WHAT THE TASK ASKS: Extract the lines from the first line of the records below through the line containing "chip, then the", inclusive, and reproduce them exactly as written.

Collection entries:

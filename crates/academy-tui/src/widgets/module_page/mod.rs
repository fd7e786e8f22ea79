//! Module detail page
//!
//! Lays out a composed [`ModulePage`] as one long scrollable column:
//! a header with the difficulty badge and category chip, then the
//! introduction, the numbered learning topics, the optional deep dive,
//! recommended resources, and the suggestions checklist.


use academy_app::{ModulePage, PageViewState};
use academy_core::{Block as ContentBlock, DeepDive, RecommendedWebsite};
use ratatui::{
    buffer::Buffer,
    layout::{Margin, Rect},
    style::Style,
    text::{Line, Span},
    widgets::{
        Paragraph, Scrollbar, ScrollbarOrientation, ScrollbarState, StatefulWidget, Widget,
    },
};

use crate::text::{display_width, pad_to, wrap};
use crate::theme::{icons::IconSet, styles};

pub const INTRODUCTION_HEADING: &str = "模块介绍";
pub const LEARNING_CONTENT_HEADING: &str = "学习内容";
pub const DEEP_DIVE_HEADING: &str = "深度解析";
pub const RESOURCES_HEADING: &str = "推荐资源";
pub const SUGGESTIONS_HEADING: &str = "学习建议";
pub const NO_RESOURCES: &str = "暂无推荐资源";
pub const SCROLL_TOP_LABEL: &str = "顶部";
pub const SCROLL_BOTTOM_LABEL: &str = "底部";

const COLUMN_SEPARATOR: &str = " │ ";

/// Scrollable module detail view
pub struct ModuleView<'a> {
    page: &'a ModulePage<'a>,
    icons: IconSet,
    show_deep_dives: bool,
    show_keywords: bool,
}

impl<'a> ModuleView<'a> {
    pub fn new(page: &'a ModulePage<'a>, icons: IconSet) -> Self {
        Self {
            page,
            icons,
            show_deep_dives: true,
            show_keywords: true,
        }
    }

    pub fn show_deep_dives(mut self, show: bool) -> Self {
        self.show_deep_dives = show;
        self
    }

    pub fn show_keywords(mut self, show: bool) -> Self {
        self.show_keywords = show;
        self
    }

    /// Every line of the page laid out for `width` columns, before scrolling
    pub fn lines(&self, width: usize) -> Vec<Line<'static>> {
        let width = width.max(1);
        let mut out = Vec::new();

        self.push_header(&mut out, width);
        self.push_introduction(&mut out, width);
        self.push_learning_content(&mut out, width);
        if self.show_deep_dives {
            if let Some(deep_dive) = self.page.deep_dive {
                self.push_deep_dive(&mut out, deep_dive, width);
            }
        }
        self.push_resources(&mut out, width);
        self.push_suggestions(&mut out, width);

        out
    }

    fn push_header(&self, out: &mut Vec<Line<'static>>, width: usize) {
        let difficulty = &self.page.difficulty;
        let category = &self.page.category;
        let module = self.page.module;

        out.push(Line::from(vec![
            Span::styled(
                format!(" {} ", difficulty.label),
                styles::tone_badge(difficulty.tone),
            ),
            Span::raw("  "),
            Span::styled(
                format!(" {} {} ", self.icons.category(category.icon), category.label),
                styles::tone_chip(category.text_tone, category.background_tone),
            ),
            Span::styled(
                format!("  ·  模块 {}", module.module_number),
                styles::text_muted(),
            ),
        ]));
        out.push(Line::default());

        push_wrapped(out, &module.title, width, styles::title());
        push_wrapped(out, difficulty.description, width, styles::text_muted());

        let summary = module.learning_content.trim();
        if !summary.is_empty() {
            out.push(Line::default());
            push_wrapped(out, summary, width, styles::text_secondary());
        }

        if self.show_keywords && !module.search_keywords.is_empty() {
            let tags = module
                .search_keywords
                .iter()
                .map(|keyword| format!("#{keyword}"))
                .collect::<Vec<_>>()
                .join("  ");
            out.push(Line::default());
            push_wrapped(out, &tags, width, styles::accent());
        }
    }

    fn push_introduction(&self, out: &mut Vec<Line<'static>>, width: usize) {
        push_heading(out, self.icons.book(), INTRODUCTION_HEADING);
        push_wrapped(
            out,
            &self.page.content.introduction,
            width,
            styles::text_primary(),
        );
    }

    fn push_learning_content(&self, out: &mut Vec<Line<'static>>, width: usize) {
        push_heading(out, self.icons.bullet(), LEARNING_CONTENT_HEADING);
        for (index, topic) in self.page.content.learning_content.iter().enumerate() {
            push_prefixed(
                out,
                topic,
                width,
                &format!("{:>2}. ", index + 1),
                styles::accent(),
                styles::text_primary(),
            );
        }
    }

    fn push_deep_dive(&self, out: &mut Vec<Line<'static>>, deep_dive: &DeepDive, width: usize) {
        push_heading(out, self.icons.book(), DEEP_DIVE_HEADING);

        for (index, section) in deep_dive.sections.iter().enumerate() {
            if index > 0 {
                out.push(Line::default());
            }
            push_prefixed(
                out,
                section.title,
                width,
                "▍",
                styles::accent(),
                styles::accent_bold(),
            );

            for block in section.blocks {
                match block {
                    ContentBlock::Paragraph(text) => {
                        push_wrapped(out, text, width, styles::text_primary())
                    }
                    ContentBlock::Bullets(items) => {
                        let bullet = format!("  {} ", self.icons.bullet());
                        for item in *items {
                            push_prefixed(
                                out,
                                item,
                                width,
                                &bullet,
                                styles::accent(),
                                styles::text_primary(),
                            );
                        }
                    }
                    ContentBlock::Table { headers, rows } => {
                        push_table(out, headers, rows, width);
                    }
                    ContentBlock::Callout(text) => {
                        push_prefixed(
                            out,
                            text,
                            width,
                            "▌ ",
                            styles::callout(),
                            styles::callout(),
                        );
                    }
                }
            }
        }
    }

    fn push_resources(&self, out: &mut Vec<Line<'static>>, width: usize) {
        push_heading(out, self.icons.external_link(), RESOURCES_HEADING);

        let websites = &self.page.module.recommended_websites;
        if websites.is_empty() {
            out.push(Line::from(Span::styled(NO_RESOURCES, styles::text_muted())));
            return;
        }

        for (index, site) in websites.iter().enumerate() {
            if index > 0 {
                out.push(Line::default());
            }
            self.push_resource(out, site, width);
        }
    }

    fn push_resource(&self, out: &mut Vec<Line<'static>>, site: &RecommendedWebsite, width: usize) {
        let bullet = format!("{} ", self.icons.bullet());
        let host = site.host().map(|host| format!("  ({host})"));
        let one_line =
            display_width(&bullet) + display_width(&site.name) + host.as_deref().map_or(0, display_width);

        match host {
            Some(host) if one_line <= width => out.push(Line::from(vec![
                Span::styled(bullet, styles::accent()),
                Span::styled(site.name.clone(), styles::title()),
                Span::styled(host, styles::text_muted()),
            ])),
            _ => push_prefixed(
                out,
                &site.name,
                width,
                &bullet,
                styles::accent(),
                styles::title(),
            ),
        }

        if !site.description.trim().is_empty() {
            push_prefixed(
                out,
                &site.description,
                width,
                "  ",
                Style::default(),
                styles::text_secondary(),
            );
        }
        let link = format!("  {} ", self.icons.external_link());
        push_prefixed(out, &site.url, width, &link, styles::link(), styles::link());
    }

    fn push_suggestions(&self, out: &mut Vec<Line<'static>>, width: usize) {
        push_heading(out, self.icons.check(), SUGGESTIONS_HEADING);
        let check = format!("{} ", self.icons.check());
        for suggestion in &self.page.content.learning_suggestions {
            push_prefixed(
                out,
                suggestion,
                width,
                &check,
                styles::check(),
                styles::text_primary(),
            );
        }
    }
}

fn push_heading(out: &mut Vec<Line<'static>>, icon: &str, heading: &'static str) {
    out.push(Line::default());
    out.push(Line::from(vec![
        Span::styled(format!("{icon} "), styles::accent()),
        Span::styled(heading, styles::section_heading()),
    ]));
}

fn push_wrapped(out: &mut Vec<Line<'static>>, text: &str, width: usize, style: Style) {
    out.extend(
        wrap(text, width)
            .into_iter()
            .map(|line| Line::from(Span::styled(line, style))),
    );
}

/// Wrap `text` after a prefix; continuation lines are indented to match
fn push_prefixed(
    out: &mut Vec<Line<'static>>,
    text: &str,
    width: usize,
    prefix: &str,
    prefix_style: Style,
    body_style: Style,
) {
    let indent = display_width(prefix);
    let body_width = width.saturating_sub(indent).max(1);

    for (index, line) in wrap(text, body_width).into_iter().enumerate() {
        let lead = if index == 0 {
            Span::styled(prefix.to_string(), prefix_style)
        } else {
            Span::raw(" ".repeat(indent))
        };
        out.push(Line::from(vec![lead, Span::styled(line, body_style)]));
    }
}

/// Aligned columns when the table fits, one "header: value" list per row
/// when it does not
fn push_table(out: &mut Vec<Line<'static>>, headers: &[&str], rows: &[&[&str]], width: usize) {
    let mut column_widths: Vec<usize> = headers.iter().map(|h| display_width(h)).collect();
    for row in rows {
        for (index, cell) in row.iter().enumerate() {
            match column_widths.get_mut(index) {
                Some(current) => *current = (*current).max(display_width(cell)),
                None => column_widths.push(display_width(cell)),
            }
        }
    }

    let separators = column_widths.len().saturating_sub(1) * display_width(COLUMN_SEPARATOR);
    let table_width = column_widths.iter().sum::<usize>() + separators;

    if table_width <= width {
        let render_row = |cells: &[&str]| {
            cells
                .iter()
                .zip(&column_widths)
                .map(|(cell, w)| pad_to(cell, *w))
                .collect::<Vec<_>>()
                .join(COLUMN_SEPARATOR)
                .trim_end()
                .to_string()
        };

        out.push(Line::from(Span::styled(
            render_row(headers),
            styles::accent_bold(),
        )));
        out.push(Line::from(Span::styled(
            "─".repeat(table_width),
            styles::text_muted(),
        )));
        for &row in rows {
            out.push(Line::from(Span::styled(
                render_row(row),
                styles::text_primary(),
            )));
        }
        return;
    }

    for row in rows {
        let pairs = row
            .iter()
            .enumerate()
            .map(|(index, cell)| match headers.get(index) {
                Some(header) => format!("{header}：{cell}"),
                None => cell.to_string(),
            })
            .collect::<Vec<_>>()
            .join("；");
        push_prefixed(
            out,
            &pairs,
            width,
            "  • ",
            styles::accent(),
            styles::text_primary(),
        );
    }
}

impl StatefulWidget for ModuleView<'_> {
    type State = PageViewState;

    fn render(self, area: Rect, buf: &mut Buffer, state: &mut Self::State) {
        let block = styles::glass_block(true)
            .title(Line::from(Span::styled(
                format!(" 模块 {} ", self.page.module.module_number),
                styles::accent_bold(),
            )))
            .title_bottom(Line::from(vec![
                Span::styled(" j/k ", styles::keybinding()),
                Span::styled("滚动 ", styles::text_muted()),
                Span::styled(" ←/→ ", styles::keybinding()),
                Span::styled("切换模块 ", styles::text_muted()),
            ]));
        let inner = block.inner(area);
        block.render(area, buf);

        let content = inner.inner(Margin::new(1, 0));
        if content.width == 0 || content.height == 0 {
            return;
        }

        let lines = self.lines(content.width as usize);
        let total_lines = lines.len();
        let visible_lines = content.height as usize;
        state.update_content_size(total_lines, visible_lines);

        let shown: Vec<Line> = lines
            .into_iter()
            .skip(state.offset)
            .take(visible_lines)
            .collect();
        Paragraph::new(shown).render(content, buf);

        if total_lines > visible_lines {
            let scrollbar = Scrollbar::new(ScrollbarOrientation::VerticalRight)
                .begin_symbol(Some("▲"))
                .end_symbol(Some("▼"))
                .track_symbol(Some("│"))
                .thumb_symbol("█");
            let mut scrollbar_state =
                ScrollbarState::new(total_lines.saturating_sub(visible_lines))
                    .position(state.offset);
            scrollbar.render(area, buf, &mut scrollbar_state);

            let position = if state.is_at_top() {
                SCROLL_TOP_LABEL.to_string()
            } else if state.is_at_bottom() {
                SCROLL_BOTTOM_LABEL.to_string()
            } else {
                format!("{}/{}", state.offset + 1, total_lines)
            };
            let border = Rect {
                x: area.x + 1,
                y: area.bottom() - 1,
                width: area.width.saturating_sub(2),
                height: 1,
            };
            Line::from(Span::styled(format!(" {position} "), styles::text_muted()))
                .right_aligned()
                .render(border, buf);
        }
    }
}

TASK OUTPUT:
filename crates/academy-tui/src/widgets/module_page/mod.rs
repository fd7e786e8f22ea79
//! Module detail page
//!
//! Lays out a composed [`ModulePage`] as one long scrollable column:
//! a header with the difficulty badge and category chip, then the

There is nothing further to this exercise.